Stored records:
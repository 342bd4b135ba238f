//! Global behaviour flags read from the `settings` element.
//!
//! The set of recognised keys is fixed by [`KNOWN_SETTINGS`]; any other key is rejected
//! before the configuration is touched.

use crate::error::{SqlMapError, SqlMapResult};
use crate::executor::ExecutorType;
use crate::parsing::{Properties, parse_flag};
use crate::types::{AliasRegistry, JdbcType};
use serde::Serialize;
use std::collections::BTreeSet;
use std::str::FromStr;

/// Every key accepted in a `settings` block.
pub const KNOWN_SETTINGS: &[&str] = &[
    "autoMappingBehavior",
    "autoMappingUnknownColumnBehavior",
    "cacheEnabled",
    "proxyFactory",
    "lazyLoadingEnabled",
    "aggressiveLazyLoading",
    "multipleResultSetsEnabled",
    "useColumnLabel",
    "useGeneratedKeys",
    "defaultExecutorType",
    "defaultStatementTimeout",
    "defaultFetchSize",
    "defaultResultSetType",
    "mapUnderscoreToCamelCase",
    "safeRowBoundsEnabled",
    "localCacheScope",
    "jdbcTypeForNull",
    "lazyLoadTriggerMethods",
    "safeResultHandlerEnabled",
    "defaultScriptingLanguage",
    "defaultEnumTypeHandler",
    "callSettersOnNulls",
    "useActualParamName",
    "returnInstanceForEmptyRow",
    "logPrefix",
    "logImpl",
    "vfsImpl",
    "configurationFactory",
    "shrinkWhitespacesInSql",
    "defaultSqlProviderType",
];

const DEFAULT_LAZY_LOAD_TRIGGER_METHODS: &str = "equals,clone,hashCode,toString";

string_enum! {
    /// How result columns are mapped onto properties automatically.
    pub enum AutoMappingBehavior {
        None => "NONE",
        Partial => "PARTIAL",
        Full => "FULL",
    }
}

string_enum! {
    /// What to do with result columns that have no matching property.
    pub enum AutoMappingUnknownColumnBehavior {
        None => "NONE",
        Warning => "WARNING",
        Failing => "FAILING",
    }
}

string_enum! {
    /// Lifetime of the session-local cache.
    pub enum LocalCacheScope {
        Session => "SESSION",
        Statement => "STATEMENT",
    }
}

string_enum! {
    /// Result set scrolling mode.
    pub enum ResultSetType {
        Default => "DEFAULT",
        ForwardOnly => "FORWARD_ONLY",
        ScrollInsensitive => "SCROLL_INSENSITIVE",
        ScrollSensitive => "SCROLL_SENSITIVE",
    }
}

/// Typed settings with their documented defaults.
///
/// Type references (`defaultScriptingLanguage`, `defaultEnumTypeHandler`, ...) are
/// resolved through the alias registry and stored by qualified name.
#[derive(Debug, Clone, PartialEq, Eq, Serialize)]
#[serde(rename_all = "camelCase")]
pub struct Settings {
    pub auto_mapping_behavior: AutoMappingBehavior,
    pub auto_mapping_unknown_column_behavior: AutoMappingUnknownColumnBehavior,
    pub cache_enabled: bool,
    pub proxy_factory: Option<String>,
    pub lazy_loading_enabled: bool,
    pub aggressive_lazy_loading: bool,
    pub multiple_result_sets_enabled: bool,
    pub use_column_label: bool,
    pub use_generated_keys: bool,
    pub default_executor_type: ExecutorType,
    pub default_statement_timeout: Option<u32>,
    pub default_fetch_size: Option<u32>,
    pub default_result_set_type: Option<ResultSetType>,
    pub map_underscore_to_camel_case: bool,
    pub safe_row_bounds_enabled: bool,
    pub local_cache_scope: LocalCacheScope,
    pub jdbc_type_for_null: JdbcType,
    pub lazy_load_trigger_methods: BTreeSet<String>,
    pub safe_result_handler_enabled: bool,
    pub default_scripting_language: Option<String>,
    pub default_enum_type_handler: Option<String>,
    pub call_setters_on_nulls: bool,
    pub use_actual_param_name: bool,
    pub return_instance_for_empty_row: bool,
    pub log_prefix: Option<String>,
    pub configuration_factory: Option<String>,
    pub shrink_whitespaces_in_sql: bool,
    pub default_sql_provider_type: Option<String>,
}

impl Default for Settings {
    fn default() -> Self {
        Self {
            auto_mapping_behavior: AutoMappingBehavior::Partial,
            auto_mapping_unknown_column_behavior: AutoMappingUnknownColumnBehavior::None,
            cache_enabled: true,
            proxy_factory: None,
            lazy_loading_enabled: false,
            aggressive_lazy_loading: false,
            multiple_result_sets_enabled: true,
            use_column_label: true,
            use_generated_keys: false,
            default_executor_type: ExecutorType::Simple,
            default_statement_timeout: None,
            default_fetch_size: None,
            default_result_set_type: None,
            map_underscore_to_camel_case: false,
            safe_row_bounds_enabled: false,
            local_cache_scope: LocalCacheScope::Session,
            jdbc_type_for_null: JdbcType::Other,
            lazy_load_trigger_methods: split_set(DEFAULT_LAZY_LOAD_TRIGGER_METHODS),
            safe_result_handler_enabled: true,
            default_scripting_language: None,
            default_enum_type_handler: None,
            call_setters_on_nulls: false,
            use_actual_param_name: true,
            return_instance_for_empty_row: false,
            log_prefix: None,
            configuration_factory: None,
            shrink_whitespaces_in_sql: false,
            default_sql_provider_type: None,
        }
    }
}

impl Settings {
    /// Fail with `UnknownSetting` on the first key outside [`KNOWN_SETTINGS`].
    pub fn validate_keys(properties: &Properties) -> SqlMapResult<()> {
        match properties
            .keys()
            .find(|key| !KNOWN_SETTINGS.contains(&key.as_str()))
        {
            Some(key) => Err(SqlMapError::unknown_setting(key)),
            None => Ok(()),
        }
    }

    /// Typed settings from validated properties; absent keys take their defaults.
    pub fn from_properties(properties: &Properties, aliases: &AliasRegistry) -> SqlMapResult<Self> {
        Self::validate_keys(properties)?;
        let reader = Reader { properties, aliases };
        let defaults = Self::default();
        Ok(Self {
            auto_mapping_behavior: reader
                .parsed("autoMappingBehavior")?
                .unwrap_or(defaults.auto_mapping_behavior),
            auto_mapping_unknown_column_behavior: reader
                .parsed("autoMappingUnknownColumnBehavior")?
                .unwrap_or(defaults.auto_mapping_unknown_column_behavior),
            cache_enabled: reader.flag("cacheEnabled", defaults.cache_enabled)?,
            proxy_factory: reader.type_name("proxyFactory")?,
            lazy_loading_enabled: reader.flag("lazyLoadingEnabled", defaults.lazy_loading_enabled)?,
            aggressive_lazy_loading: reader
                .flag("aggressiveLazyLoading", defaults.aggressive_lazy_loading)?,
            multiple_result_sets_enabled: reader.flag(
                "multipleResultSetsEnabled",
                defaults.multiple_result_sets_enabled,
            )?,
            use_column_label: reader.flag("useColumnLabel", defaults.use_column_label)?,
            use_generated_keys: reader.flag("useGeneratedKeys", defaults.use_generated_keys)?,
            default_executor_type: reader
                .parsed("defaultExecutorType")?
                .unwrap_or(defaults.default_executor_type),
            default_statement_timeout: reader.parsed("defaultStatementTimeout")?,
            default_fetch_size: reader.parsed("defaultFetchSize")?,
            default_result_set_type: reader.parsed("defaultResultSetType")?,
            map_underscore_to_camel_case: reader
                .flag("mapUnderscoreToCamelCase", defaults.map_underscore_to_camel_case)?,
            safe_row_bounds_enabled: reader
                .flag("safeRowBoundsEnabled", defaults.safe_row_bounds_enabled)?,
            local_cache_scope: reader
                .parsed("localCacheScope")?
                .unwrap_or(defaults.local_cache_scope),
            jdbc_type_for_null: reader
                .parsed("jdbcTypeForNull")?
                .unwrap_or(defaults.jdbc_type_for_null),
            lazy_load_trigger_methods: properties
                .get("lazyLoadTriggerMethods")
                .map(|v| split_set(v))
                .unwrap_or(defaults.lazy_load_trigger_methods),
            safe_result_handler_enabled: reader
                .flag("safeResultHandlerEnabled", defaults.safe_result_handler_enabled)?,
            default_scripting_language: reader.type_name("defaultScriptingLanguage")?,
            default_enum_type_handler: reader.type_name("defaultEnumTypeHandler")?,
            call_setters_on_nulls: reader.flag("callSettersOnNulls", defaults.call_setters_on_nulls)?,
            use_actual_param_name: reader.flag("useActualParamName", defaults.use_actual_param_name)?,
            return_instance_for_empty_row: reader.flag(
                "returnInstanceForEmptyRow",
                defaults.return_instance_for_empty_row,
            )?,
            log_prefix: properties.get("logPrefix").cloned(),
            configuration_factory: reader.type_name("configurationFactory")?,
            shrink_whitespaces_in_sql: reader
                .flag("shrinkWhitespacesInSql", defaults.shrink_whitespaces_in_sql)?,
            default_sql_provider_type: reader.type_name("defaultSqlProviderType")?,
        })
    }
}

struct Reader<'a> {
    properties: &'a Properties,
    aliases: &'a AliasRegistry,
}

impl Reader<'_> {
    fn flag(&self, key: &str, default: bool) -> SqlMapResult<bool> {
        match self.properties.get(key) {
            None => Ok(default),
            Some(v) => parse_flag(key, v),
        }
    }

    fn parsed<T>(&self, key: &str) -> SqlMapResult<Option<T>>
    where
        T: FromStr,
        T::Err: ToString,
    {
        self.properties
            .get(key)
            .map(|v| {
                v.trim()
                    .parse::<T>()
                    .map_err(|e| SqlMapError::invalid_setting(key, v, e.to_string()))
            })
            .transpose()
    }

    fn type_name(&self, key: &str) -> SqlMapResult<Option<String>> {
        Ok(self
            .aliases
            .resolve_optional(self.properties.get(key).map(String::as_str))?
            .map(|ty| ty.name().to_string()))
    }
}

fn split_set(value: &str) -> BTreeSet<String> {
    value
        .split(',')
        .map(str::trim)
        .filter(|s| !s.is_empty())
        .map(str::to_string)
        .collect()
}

_YOUR GOAL_
For the word "serde", go through the records and show each line that carries it.

_SOLVED EXERCISE_
use serde::Serialize;
#[serde(rename_all = "camelCase")]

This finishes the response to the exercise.